I'm not fond of undefined behavior, unless there's a good reason.

If you don't want to assign a defined value, consider not assigning
anything.

>> Your list of error checks isn't quite complete.  Here's my try:
>> 
>> /**
>>  * Parse unsigned integer
>>  *
>>  * @s: String to parse
>>  * @value: Destination for parsed integer value
>>  * @endptr: Destination for pointer to first character not consumed
>>  * @base: integer base, between 2 and 36 inclusive, or 0
>>  *
>>  * Parsed syntax is just like strol()'s: arbitrary whitespace, a single
>>  * optional '+' or '-', an optional "0x" if @base is 0 or 16, one or
>>  * more digits.
>
> The newer version has '-' as _not_ part of the syntax.
>
>>  *
>>  * If @s is null, or @base is invalid, or @s doesn't start with an
>>  * integer in the syntax above, set *@value to 0, *@endptr to @s, and
>>  * return -EINVAL.
>
> This matches the behavior of the newer version. But I would like to keep
> *value documented as undefined in case of errors.
>
>>  *
>>  * Set @endptr to point right beyond the parsed integer.
>>  *
>>  * If the integer is negative, set *@value to 0, and return -ERANGE.
>
> This isn't the case in the newer version.
>
>>  * If the integer overflows unsigned long long, set *@value to
>>  * ULLONG_MAX, and return -ERANGE.
>>  * Else, set *@value to the parsed integer, and return 0.
>>  */
>
> Thanks for taking the time to write this. I hate having to look up
> what's the right syntax to use in docstrings, so I often just write
> plain comments before functions.  :-)

I don't particularly like GLib-style doc-strings, but it's what we use
when we use anything, which is rarely.

> I have a minor problem with the documentation above: as a developer, the
> most important question I have is: what's the difference between using
> parse_uint() and using strtoull() directly? But maybe it is a good
> thing: instead of referencing the strtoull() specification (and an
> implementation detail), now we have a well-defined and well-documented
> behavior.

I understand why you're asking for the difference to stroull().  Trouble
is strtoull() is complex, and often misunderstood.

>> > + *
>> > + * The 'base' parameter has the same meaning of 'base' on strtoull().
>> > + *
>> > + * Returns 0 on success, negative errno value on error.
>> > + */
>> > +int parse_uint(const char *s, unsigned long long *value, char **endptr,
>> > +               int base)
>> > +{
>> > +    int r = 0;
>> > +    char *endp = (char *)s;
>> > +    unsigned long long val = 0;
>> > +
>> > +    if (!s) {
>> > +        r = -EINVAL;
>> > +        goto out;
>> > +    }
>> > +
>> > +    /* make sure we reject negative numbers: */
>> > +    while (isspace((unsigned char)*s)) {
>> > +        ++s; endp++;
>> 
>> Mixing pre- and post-increment like that is ugly.  Recommend to stick to
>> post-increment.
>
> Agreed.
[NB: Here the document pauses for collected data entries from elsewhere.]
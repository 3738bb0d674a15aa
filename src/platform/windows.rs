// linkboard platform paths for Windows
// Config: %APPDATA%/Linkboard
// Data:   %APPDATA%/Linkboard

use std::env;
use std::path::PathBuf;

/// Returns the configuration directory for linkboard on Windows.
/// `%APPDATA%/Linkboard`
pub fn get_config_dir() -> PathBuf {
    let appdata =
        env::var("APPDATA").unwrap_or_else(|_| String::from("C:\\Users\\Default\\AppData\\Roaming"));
    PathBuf::from(appdata).join("Linkboard")
}

/// Returns the data directory for linkboard on Windows.
/// `%APPDATA%/Linkboard`
pub fn get_data_dir() -> PathBuf {
    let appdata =
        env::var("APPDATA").unwrap_or_else(|_| String::from("C:\\Users\\Default\\AppData\\Roaming"));
    PathBuf::from(appdata).join("Linkboard")
}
I blame the copy & paste I made from opts-visitor. Later I added
> the postfix increment without noticing how ugly it looked like
>
> Anyway, this was changed in the newer patch version.
>
>> 
>> I'd set endp after the loop.  Right before goto.
>
> Fixed in the newer version.
>
>> 
>> Or simply change the specification to set *endptr to point beyond the
>> integer instead of to the '-'.  I took the liberty to do exactly that in
>> my proposed function comment.
>
> The newer version was changed to return -EINVAL and set endptr to the
> beginning of the string.
>
>> 
>> > +    }
>> > +    if (*s == '-') {
>> > +        r = -ERANGE;
>> > +        goto out;
>> > +    }
>> 
>> This creates the special case that made me go "ugh" above.  Suggest to
>> drop the if here, and check right after strtoull() instead, as shown
>> below.  That way, we get the same endptr behavior for all out-of-range
>> numbers.
>
> Is returning -EINVAL acceptable for you, as well? In your proposal we
> consider "-1234" part of the language but out-of-range. Returning
> -EINVAL, we consider "-1234" not part of the language, and invalid
> input. The newer version returns -EINVAL.

I prefer -ERANGE on underflow, for symmetry with parsing *signed*
integers.  A similar parsing function for signed integers would surely
assign LLONG_MIN and return -ERANGE then.

A secondary, weak argument: caller can more easily distinguish the
failure modes:

* -EINVAL: @s invalid, @base invalid (both programming errors), or @s
  doesn't start with an integer.  I use "integer" in the mathematical
  sense here.

* -ERANGE, *value == 0: integer underflows *value

* -ERANGE, *value == ULLONG_MAX: integer overflows *value.

If we lump underflow into the -EINVAL case, you have to check *endptr ==
'-' to find it.

The argument is weak, because I don't have a caller ready that actually
wants to find it.

>> > +
>> > +    errno = 0;
>> > +    val = strtoull(s, &endp, base);
>> 
>>        if (*s = '-') {
>>            r = -ERANGE;
>>            val = 0;
>>            goto out;
>>        }
>
> This has another bug: makes endptr point to the middle of the string in
> case we are parsing "   xxx" or "   -1234".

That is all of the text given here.